A novel GABA-mediated corticotropin-releasing hormone secretory mechanism in the median eminence

Abstract

Corticotropin-releasing hormone (CRH), which is synthesized in the paraventricular nucleus (PVN) of the hypothalamus, plays an important role in the endocrine stress response. The excitability of CRH neurons is regulated by g-aminobutyric acid (GABA)–containing neurons projecting to the PVN. We investigated the role of GABA in the regulation of CRH release. The release of CRH was impaired, accumulating in the cell bodies of CRH neurons in heterozygous GAD67-GFP (green fluorescent protein) knock-in mice (GAD67+/GFP), which exhibited decreased GABA content.
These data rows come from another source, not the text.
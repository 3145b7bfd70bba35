//! Header policy for forwarded requests and relayed responses
//!
//! Three concerns meet here: hop-by-hop hygiene (RFC 7230 §6.1, including
//! headers nominated by the `Connection` header), identity hygiene (the
//! proxy must not let clients spoof forwarding headers, and must never leak
//! an `authorization` credential to zai), and body-length truth (a rewritten
//! body invalidates the inbound `content-length`).

use crate::config::UpstreamName;
use crate::routing::Route;
use axum::http::{header, HeaderMap, HeaderValue};
use std::collections::HashSet;

/// Hop-by-hop headers that never cross the proxy, either direction.
const HOP_BY_HOP: [&str; 9] = [
    "connection",
    "keep-alive",
    "proxy-authenticate",
    "proxy-authorization",
    "te",
    "trailers",
    "transfer-encoding",
    "upgrade",
    "proxy-connection",
];

/// Forwarding/identity headers the client must not smuggle upstream.
const IDENTITY_HEADERS: [&str; 6] = [
    "x-forwarded-for",
    "x-forwarded-host",
    "x-forwarded-proto",
    "x-forwarded-port",
    "x-real-ip",
    "forwarded",
];

/// Header names nominated for removal by the `Connection` header's
/// comma-separated value list, lowercased.
fn connection_listed(headers: &HeaderMap) -> HashSet<String> {
    let mut listed = HashSet::new();
    for value in headers.get_all(header::CONNECTION) {
        let Ok(value) = value.to_str() else { continue };
        for token in value.split(',') {
            let token = token.trim().to_ascii_lowercase();
            if !token.is_empty() {
                listed.insert(token);
            }
        }
    }
    listed
}

/// Build the header set forwarded upstream.
///
/// `rewritten_len` carries the new body length when the proxy rewrote the
/// body (model rename or sanitization); it forces a correct
/// `content-length`, adding one if the original request had none.
pub(crate) fn build_forward_headers(
    inbound: &HeaderMap,
    route: &Route,
    rewritten_len: Option<usize>,
) -> HeaderMap {
    let listed = connection_listed(inbound);
    let mut out = HeaderMap::with_capacity(inbound.len());

    for (name, value) in inbound.iter() {
        let n = name.as_str();
        if HOP_BY_HOP.contains(&n)
            || IDENTITY_HEADERS.contains(&n)
            || n == "host"
            || listed.contains(n)
        {
            continue;
        }
        out.append(name.clone(), value.clone());
    }

    // The proxy buffers and rewrites bodies; it cannot do that through a
    // compressed response, so the upstream must not compress.
    out.insert(header::ACCEPT_ENCODING, HeaderValue::from_static("identity"));

    if let Some(len) = rewritten_len {
        out.insert(header::CONTENT_LENGTH, HeaderValue::from(len));
    }

    if route.name == UpstreamName::Zai {
        // Never leak the client's OAuth credential to zai.
        out.remove(header::AUTHORIZATION);
        if let Some(key) = route.api_key.as_deref().filter(|k| !k.is_empty()) {
            if let Ok(value) = HeaderValue::from_str(key) {
                out.insert("x-api-key", value);
            }
        }
    }

    out
}

/// Filter upstream response headers for relay to the client.
///
/// `rewritten_len` is set when the proxy buffered (and possibly rewrote)
/// the body; it additionally drops `content-encoding` and pins
/// `content-length` to the relayed body.
pub(crate) fn filter_response_headers(
    upstream: &HeaderMap,
    rewritten_len: Option<usize>,
) -> HeaderMap {
    let listed = connection_listed(upstream);
    let mut out = HeaderMap::with_capacity(upstream.len());

    for (name, value) in upstream.iter() {
        let n = name.as_str();
        if HOP_BY_HOP.contains(&n) || listed.contains(n) {
            continue;
        }
        if rewritten_len.is_some() && (n == "content-encoding" || n == "content-length") {
            continue;
        }
        out.append(name.clone(), value.clone());
    }

    if let Some(len) = rewritten_len {
        out.insert(header::CONTENT_LENGTH, HeaderValue::from(len));
    }

    out
}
The GABAA receptor (GABAAR) and the Na+-K+-2Cl− cotransporter (NKCC1), but not the K+-Cl− cotransporter (KCC2), were expressed in the terminals of the CRH neurons at the median eminence (ME). In contrast, CRH neuronal somata were enriched with KCC2 but not with NKCC1. Thus, intracellular Cl− concentrations ([Cl−]i) may be increased at the terminals of CRH neurons compared with concentrations in the cell body. Moreover, GABAergic terminals projecting from the arcuate nucleus were present in close proximity to CRH-positive nerve terminals. Furthermore, a GABAAR agonist increased the intracellular calcium (Ca2+) levels in the CRH neuron terminals but decreased the Ca2+ levels in their somata. In addition, the increases in Ca2+ concentrations were prevented by an NKCC1 inhibitor. We propose a novel mechanism by which the excitatory action of GABA maintains a steady-state CRH release from axon terminals in the ME.